Exercise details:
Among the records, find the lines that hold the string "filename" and return them.

[Data for this task Boundary: Start]

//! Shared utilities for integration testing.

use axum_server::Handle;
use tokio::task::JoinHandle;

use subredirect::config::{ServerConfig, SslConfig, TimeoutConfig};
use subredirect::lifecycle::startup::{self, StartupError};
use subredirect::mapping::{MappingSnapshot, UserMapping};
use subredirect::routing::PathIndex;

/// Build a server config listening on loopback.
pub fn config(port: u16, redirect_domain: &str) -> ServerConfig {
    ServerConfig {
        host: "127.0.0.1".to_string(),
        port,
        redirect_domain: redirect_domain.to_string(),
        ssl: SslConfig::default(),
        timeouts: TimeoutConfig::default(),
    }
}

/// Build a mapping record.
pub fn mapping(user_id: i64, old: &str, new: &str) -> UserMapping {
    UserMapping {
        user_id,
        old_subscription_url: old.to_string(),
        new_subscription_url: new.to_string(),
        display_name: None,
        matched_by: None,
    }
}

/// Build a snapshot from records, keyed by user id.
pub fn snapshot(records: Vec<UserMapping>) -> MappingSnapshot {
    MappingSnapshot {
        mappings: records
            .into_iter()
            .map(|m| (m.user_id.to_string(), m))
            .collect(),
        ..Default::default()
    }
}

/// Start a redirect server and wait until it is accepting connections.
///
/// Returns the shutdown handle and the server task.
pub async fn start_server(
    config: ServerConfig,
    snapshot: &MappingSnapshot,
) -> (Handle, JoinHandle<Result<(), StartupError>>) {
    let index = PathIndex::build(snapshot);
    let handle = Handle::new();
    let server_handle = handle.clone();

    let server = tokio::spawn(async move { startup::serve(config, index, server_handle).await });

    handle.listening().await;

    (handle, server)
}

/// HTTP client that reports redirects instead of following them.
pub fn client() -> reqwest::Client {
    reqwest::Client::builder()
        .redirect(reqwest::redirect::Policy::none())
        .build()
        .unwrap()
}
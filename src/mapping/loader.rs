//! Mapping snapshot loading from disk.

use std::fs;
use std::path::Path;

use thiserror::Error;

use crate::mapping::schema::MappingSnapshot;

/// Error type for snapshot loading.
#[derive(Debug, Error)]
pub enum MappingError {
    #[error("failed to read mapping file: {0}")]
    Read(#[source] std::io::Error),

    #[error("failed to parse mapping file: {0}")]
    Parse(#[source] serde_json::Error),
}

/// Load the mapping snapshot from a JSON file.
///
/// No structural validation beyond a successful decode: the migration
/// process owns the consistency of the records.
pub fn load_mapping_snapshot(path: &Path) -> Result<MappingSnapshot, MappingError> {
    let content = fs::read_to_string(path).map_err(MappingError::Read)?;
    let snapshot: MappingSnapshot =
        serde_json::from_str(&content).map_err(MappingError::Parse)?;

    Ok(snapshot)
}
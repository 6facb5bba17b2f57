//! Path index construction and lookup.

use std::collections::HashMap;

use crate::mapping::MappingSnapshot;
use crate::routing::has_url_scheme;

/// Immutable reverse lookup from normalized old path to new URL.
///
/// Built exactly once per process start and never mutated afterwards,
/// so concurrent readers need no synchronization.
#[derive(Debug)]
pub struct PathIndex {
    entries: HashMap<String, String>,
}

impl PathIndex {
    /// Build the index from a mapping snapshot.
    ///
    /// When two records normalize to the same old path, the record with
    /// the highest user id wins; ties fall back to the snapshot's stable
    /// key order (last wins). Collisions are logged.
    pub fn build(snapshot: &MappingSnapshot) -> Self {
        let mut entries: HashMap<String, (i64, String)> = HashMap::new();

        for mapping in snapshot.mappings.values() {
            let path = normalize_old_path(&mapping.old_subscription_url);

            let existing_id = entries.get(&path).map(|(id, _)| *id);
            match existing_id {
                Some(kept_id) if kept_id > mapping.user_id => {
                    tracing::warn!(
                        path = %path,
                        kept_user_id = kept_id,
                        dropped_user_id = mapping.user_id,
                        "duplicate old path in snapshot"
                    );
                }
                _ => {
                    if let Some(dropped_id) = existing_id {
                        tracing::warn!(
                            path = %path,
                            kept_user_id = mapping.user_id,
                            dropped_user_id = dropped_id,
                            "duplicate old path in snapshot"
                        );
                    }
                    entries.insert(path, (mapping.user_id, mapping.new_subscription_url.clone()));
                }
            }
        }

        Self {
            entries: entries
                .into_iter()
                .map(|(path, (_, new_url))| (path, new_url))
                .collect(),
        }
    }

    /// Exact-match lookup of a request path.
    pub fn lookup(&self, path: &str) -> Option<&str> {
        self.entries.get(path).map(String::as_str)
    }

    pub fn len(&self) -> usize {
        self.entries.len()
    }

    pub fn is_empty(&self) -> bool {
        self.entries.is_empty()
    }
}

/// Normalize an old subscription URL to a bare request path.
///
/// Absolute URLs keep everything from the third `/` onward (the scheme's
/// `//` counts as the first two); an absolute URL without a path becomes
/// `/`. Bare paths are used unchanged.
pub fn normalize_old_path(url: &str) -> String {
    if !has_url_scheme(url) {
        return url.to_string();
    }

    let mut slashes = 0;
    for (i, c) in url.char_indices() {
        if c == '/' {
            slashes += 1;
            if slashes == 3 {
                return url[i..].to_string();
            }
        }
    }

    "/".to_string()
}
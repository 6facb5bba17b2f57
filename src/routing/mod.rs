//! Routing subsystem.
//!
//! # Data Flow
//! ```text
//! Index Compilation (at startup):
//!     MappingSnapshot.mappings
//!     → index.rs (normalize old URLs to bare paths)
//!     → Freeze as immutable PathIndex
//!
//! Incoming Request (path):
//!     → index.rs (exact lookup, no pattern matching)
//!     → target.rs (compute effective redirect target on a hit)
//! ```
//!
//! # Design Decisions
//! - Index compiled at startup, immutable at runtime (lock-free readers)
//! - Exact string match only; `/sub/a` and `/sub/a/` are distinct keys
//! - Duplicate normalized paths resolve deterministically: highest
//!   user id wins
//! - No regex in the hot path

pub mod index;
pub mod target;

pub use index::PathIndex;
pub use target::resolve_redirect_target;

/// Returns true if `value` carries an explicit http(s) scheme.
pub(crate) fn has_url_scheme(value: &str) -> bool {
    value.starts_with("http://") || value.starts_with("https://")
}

[Data for this task Boundary: End]

Task result:
filename src/mapping/loader.rs
filename src/routing/mod.rs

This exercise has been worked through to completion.